WORK INSTRUCTION |
Every line containing "UnknownPermission" should be identified and copied from the data below.

GIVEN ENTRIES |
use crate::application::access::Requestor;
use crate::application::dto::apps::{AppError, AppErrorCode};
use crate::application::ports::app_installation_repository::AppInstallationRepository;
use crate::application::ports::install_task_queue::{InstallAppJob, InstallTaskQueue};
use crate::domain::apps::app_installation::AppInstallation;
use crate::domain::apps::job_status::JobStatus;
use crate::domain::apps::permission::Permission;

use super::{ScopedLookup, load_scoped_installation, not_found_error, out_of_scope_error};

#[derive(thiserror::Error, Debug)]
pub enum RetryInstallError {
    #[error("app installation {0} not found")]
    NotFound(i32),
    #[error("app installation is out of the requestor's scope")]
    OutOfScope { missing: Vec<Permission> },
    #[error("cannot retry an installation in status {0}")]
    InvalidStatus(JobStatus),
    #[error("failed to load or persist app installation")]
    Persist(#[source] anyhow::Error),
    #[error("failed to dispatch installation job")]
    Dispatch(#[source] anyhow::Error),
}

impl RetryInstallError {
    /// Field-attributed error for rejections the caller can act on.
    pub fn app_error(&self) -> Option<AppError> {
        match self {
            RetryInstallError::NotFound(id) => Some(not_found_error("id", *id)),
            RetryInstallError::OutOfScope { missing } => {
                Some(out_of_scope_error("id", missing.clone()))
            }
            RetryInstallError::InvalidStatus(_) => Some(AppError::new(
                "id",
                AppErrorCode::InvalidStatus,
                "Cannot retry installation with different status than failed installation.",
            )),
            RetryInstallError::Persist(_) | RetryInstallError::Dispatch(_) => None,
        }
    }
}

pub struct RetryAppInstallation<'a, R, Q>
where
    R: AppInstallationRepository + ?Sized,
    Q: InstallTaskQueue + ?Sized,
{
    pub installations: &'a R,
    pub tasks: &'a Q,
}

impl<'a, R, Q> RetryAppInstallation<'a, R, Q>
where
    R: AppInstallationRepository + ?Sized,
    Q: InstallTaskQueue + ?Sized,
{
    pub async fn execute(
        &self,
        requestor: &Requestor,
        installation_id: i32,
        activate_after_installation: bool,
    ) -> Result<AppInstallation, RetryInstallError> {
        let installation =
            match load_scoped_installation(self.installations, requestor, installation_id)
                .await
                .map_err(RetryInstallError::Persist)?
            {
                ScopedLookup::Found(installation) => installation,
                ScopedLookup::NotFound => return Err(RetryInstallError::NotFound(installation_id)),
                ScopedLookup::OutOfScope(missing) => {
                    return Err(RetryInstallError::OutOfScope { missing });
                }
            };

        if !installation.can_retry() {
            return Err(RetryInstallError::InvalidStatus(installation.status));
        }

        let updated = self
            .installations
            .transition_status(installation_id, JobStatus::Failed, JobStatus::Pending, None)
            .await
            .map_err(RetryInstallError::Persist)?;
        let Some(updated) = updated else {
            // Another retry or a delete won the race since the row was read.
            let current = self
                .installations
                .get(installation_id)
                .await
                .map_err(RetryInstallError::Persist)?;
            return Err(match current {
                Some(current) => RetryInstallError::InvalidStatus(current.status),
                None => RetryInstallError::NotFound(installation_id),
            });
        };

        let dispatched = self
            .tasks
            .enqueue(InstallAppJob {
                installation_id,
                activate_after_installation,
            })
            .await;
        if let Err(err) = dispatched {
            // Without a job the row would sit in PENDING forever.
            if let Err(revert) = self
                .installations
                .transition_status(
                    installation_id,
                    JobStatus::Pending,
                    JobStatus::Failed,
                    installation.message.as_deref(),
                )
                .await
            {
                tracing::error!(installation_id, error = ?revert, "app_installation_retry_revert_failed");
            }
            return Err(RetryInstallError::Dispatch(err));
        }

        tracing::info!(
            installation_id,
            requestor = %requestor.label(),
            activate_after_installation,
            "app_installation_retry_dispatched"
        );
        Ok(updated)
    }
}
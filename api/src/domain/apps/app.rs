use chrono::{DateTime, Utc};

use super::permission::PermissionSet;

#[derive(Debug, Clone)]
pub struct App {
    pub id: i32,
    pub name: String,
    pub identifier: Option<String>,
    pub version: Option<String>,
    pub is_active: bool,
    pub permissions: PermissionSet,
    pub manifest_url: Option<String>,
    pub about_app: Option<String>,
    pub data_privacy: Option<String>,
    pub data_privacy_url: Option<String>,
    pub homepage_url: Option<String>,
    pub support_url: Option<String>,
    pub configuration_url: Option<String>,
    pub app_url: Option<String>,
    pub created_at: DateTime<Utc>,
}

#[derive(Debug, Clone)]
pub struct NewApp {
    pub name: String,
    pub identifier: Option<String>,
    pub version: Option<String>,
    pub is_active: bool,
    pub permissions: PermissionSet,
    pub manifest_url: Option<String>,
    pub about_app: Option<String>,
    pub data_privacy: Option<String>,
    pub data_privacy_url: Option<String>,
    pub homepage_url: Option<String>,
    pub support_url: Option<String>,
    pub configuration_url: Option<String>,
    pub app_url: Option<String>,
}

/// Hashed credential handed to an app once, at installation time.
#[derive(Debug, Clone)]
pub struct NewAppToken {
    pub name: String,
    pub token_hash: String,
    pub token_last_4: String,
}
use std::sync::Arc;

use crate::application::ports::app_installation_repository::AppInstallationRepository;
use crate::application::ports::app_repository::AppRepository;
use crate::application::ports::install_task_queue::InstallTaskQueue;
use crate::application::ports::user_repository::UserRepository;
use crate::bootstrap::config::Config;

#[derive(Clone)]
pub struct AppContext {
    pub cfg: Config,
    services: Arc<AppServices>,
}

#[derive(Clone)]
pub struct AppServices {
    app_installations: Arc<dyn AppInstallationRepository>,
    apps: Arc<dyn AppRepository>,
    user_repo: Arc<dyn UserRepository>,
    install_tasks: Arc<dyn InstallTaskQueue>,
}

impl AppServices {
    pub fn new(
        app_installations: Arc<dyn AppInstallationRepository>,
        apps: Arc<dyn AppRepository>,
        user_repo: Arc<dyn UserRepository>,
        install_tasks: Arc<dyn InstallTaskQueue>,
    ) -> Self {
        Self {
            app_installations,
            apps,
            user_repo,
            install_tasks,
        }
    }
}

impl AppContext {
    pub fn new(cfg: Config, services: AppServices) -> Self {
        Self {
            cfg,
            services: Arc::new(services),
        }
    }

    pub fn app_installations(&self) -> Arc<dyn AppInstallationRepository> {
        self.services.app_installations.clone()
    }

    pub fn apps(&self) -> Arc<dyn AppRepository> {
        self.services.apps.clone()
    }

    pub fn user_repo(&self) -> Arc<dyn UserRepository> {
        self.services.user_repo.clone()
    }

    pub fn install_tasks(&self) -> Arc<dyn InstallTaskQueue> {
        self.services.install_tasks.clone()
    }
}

---

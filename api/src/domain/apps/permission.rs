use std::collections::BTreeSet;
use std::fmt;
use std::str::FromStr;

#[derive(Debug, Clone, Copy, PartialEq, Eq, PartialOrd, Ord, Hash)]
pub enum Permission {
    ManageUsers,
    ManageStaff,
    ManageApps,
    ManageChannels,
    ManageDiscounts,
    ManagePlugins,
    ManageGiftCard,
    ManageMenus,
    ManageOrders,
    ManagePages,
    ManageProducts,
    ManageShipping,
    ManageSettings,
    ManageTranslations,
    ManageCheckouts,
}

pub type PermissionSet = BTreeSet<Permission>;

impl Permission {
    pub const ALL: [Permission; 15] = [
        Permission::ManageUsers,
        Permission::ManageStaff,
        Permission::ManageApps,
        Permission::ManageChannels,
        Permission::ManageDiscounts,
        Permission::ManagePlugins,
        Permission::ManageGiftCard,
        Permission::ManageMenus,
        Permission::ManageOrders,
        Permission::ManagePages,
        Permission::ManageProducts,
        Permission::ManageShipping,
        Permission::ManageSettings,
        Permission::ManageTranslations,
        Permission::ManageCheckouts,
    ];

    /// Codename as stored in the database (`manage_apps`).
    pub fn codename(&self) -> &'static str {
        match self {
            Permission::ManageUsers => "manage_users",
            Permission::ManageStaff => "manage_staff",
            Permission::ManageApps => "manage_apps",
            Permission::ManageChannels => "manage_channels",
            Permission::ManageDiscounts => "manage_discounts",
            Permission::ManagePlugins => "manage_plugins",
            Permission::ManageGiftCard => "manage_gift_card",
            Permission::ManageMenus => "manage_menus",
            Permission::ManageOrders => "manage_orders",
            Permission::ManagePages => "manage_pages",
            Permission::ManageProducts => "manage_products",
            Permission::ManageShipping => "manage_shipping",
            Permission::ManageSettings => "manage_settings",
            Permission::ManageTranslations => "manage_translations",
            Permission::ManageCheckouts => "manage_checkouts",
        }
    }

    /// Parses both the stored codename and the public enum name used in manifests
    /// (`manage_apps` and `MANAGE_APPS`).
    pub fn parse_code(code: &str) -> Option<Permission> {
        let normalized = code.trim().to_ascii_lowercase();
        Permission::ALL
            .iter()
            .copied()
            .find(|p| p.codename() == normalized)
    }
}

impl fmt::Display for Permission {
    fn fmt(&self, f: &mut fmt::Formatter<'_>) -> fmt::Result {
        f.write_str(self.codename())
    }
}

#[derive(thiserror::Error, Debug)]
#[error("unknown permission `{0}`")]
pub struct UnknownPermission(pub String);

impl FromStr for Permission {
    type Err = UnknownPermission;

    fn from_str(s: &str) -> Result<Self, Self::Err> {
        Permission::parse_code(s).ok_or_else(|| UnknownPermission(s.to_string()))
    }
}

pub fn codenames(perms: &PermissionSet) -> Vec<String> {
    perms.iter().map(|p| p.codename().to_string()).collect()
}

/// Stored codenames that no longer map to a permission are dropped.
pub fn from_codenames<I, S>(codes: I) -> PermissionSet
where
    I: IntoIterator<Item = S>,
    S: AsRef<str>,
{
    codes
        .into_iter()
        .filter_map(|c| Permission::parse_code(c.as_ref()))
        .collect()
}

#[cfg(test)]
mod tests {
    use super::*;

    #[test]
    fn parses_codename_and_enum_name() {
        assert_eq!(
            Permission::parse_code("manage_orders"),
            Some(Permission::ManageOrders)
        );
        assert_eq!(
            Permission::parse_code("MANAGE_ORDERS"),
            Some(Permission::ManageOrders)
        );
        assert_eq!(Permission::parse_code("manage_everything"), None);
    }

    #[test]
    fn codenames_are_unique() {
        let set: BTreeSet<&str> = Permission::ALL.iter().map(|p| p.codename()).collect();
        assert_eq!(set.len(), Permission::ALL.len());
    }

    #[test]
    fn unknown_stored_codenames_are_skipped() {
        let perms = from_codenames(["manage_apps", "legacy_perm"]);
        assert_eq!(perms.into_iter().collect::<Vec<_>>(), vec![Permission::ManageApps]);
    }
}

* * *

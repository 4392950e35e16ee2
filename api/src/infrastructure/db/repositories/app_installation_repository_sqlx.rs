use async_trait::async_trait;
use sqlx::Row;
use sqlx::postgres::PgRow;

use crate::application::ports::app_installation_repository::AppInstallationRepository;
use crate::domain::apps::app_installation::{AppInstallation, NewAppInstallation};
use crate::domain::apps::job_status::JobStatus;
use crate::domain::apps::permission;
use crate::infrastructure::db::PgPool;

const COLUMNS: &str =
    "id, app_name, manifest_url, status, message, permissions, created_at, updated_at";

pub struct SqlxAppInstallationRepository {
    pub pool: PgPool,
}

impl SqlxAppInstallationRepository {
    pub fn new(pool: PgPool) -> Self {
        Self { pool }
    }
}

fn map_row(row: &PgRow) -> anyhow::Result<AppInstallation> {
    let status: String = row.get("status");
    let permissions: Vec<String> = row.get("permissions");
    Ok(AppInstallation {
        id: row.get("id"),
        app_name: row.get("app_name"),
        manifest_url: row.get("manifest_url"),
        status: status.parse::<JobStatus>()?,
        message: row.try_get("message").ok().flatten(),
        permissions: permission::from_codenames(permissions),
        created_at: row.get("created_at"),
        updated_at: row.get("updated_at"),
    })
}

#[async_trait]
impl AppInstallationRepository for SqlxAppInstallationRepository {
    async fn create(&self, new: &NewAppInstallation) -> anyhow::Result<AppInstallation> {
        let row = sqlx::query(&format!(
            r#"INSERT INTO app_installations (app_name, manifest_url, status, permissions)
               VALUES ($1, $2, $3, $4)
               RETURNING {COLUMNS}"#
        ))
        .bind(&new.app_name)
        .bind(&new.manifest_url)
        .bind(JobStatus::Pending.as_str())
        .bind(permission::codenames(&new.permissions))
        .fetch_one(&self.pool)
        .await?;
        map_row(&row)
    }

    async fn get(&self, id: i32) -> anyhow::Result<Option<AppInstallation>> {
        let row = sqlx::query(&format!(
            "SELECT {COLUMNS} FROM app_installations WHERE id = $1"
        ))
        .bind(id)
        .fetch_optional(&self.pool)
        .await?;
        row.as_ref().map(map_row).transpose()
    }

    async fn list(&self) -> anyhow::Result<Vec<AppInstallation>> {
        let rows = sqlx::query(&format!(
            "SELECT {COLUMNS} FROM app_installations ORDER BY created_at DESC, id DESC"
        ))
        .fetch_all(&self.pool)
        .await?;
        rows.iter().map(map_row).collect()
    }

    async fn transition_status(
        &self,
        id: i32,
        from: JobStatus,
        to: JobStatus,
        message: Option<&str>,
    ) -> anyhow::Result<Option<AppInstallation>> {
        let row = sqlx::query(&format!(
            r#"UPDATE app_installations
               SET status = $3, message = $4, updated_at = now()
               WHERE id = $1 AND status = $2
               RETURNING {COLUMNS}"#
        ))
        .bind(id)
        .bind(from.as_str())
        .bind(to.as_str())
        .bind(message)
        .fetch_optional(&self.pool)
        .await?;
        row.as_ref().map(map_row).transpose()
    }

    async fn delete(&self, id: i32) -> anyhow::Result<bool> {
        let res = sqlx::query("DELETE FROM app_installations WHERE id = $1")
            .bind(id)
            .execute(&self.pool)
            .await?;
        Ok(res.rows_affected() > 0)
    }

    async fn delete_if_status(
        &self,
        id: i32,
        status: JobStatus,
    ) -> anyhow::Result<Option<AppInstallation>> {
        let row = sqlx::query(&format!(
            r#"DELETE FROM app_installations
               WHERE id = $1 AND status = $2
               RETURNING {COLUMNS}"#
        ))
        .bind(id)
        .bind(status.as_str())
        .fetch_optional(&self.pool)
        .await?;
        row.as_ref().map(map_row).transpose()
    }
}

RESPONSE AREA |
pub struct UnknownPermission(pub String);
    type Err = UnknownPermission;
        Permission::parse_code(s).ok_or_else(|| UnknownPermission(s.to_string()))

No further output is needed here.